A prisão da indígena ocorreu em 11 de novembro de 2022, após uma vizinha acionar a Polícia Militar por suspeita de violência doméstica. Ao chegar à delegacia, os policiais descobriram um mandado de prisão em aberto contra ela. Sem cela feminina disponível, a mulher foi mantida junto com presos homens, período em que os abusos começaram. A transferência para a Unidade Prisional Feminina de Manaus só ocorreu quase dez meses depois, em agosto de 2023, quando o caso foi denunciado à Defensoria.
Desde então, cinco policiais foram presos e um segue foragido.

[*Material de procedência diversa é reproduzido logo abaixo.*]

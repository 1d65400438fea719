use std::collections::HashSet;

use upstream_client::FilterMode;

/// Reservoir sample size used for the preview stream. Grounded in
/// `original_source`'s `tagging_engine.py` `SAMPLE_SIZE` constant.
pub const SAMPLE_SIZE: usize = 50;

#[derive(Debug, Clone)]
pub struct TaggingTuning {
    pub batch_size: usize,
    pub max_records: Option<usize>,
}

impl Default for TaggingTuning {
    fn default() -> Self {
        Self {
            batch_size: 1_000,
            max_records: None,
        }
    }
}

#[derive(Debug, Clone)]
pub struct TaggingRunRequest {
    pub account_keys: Vec<String>,
    pub start_date: String,
    pub end_date: String,
    pub filter_mode: FilterMode,
    /// Restrict output and counters to this subset of dimension names, if set.
    pub dimension_subset: Option<HashSet<String>>,
    pub output_dir: String,
}

#[derive(Debug, Clone, Default)]
pub struct TaggingConfig {
    pub tuning: TaggingTuning,
}
mod config;
mod context;
mod state;
mod stages;

pub use config::{TaggingConfig, TaggingRunRequest, TaggingTuning, SAMPLE_SIZE};
pub use context::{JsonlRecord, RunCounters};

use std::sync::Arc;

use common::{error::AppError, progress::Broadcaster};
use rules_engine::CompiledDimension;
use state_machines::core::GuardError;
use tokio_util::sync::CancellationToken;
use tracing::info;
use upstream_client::UmbrellaClient;

use self::{context::PipelineContext, state::ready};

/// A single run's output: the JSONL spill path, the generated CSV path (if
/// the run reached that stage), the final counters, and the reservoir
/// preview sample.
pub struct TaggingRunOutcome {
    pub jsonl_path: std::path::PathBuf,
    pub csv_path: Option<std::path::PathBuf>,
    pub counters: RunCounters,
    pub sample: Vec<JsonlRecord>,
    pub cancelled: bool,
}

#[allow(clippy::module_name_repetitions)]
pub struct TaggingPipeline {
    client: Arc<UmbrellaClient>,
    config: TaggingConfig,
}

impl TaggingPipeline {
    #[must_use]
    pub fn new(client: Arc<UmbrellaClient>, config: TaggingConfig) -> Self {
        Self { client, config }
    }

    /// Runs one tagging pass: fetch+map every requested account, spill
    /// matches to JSONL, then generate the pipeline CSV — unless cancelled
    /// first, in which case CSV generation is skipped.
    pub async fn run(
        &self,
        request: &TaggingRunRequest,
        dimensions: &[CompiledDimension],
        cancel: CancellationToken,
        broadcaster: Option<Arc<Broadcaster>>,
    ) -> Result<TaggingRunOutcome, AppError> {
        let mut ctx = PipelineContext::new(request, dimensions, &self.config, cancel, broadcaster);
        let machine = ready();

        ctx.open_writer().await.map_err(|err| ctx.abort(err))?;

        let machine = machine
            .begin()
            .map_err(|(_, guard)| map_guard_error("begin", &guard))?;

        stages::process_accounts(&mut ctx, &self.client)
            .await
            .map_err(|err| ctx.abort(err))?;

        ctx.flush_writer().await.map_err(|err| ctx.abort(err))?;

        info!(
            total = ctx.counters.total_resources,
            matched = ctx.counters.matched_resources,
            unmatched = ctx.counters.unmatched_resources,
            account_errors = ctx.counters.account_errors,
            cancelled = ctx.is_cancelled(),
            "tagging pipeline finished account processing"
        );

        if ctx.is_cancelled() {
            let _ = machine
                .cancel()
                .map_err(|(_, guard)| map_guard_error("cancel", &guard))?;
            return Ok(TaggingRunOutcome {
                jsonl_path: ctx.jsonl_path.clone(),
                csv_path: None,
                counters: ctx.counters,
                sample: ctx.reservoir.into_items(),
                cancelled: true,
            });
        }

        let machine = machine
            .generate_csv()
            .map_err(|(_, guard)| map_guard_error("generate_csv", &guard))?;

        let csv_path = stages::generate_csv(&ctx).await.map_err(|err| ctx.abort(err))?;

        let _ = machine
            .finish()
            .map_err(|(_, guard)| map_guard_error("finish", &guard))?;

        Ok(TaggingRunOutcome {
            jsonl_path: ctx.jsonl_path.clone(),
            csv_path: Some(csv_path),
            counters: ctx.counters,
            sample: ctx.reservoir.into_items(),
            cancelled: false,
        })
    }
}

fn map_guard_error(event: &str, guard: &GuardError) -> AppError {
    AppError::InternalError(format!(
        "invalid tagging pipeline transition during {event}: {guard:?}"
    ))
}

Os suspeitos respondem por estupro de vulnerável, estupro qualificado e tortura, crimes cometidos enquanto a vítima estava em condições degradantes dentro da delegacia.
“Desde novembro de 2022 até a transferência em agosto de 2023, ela foi vítima de agressões físicas, abusos morais e estupros coletivos cometidos por cinco agentes públicos, inclusive com o bebê ao lado”, destaca o processo, com relatos de que os abusadores afirmavam: “Quem manda aqui somos nós”.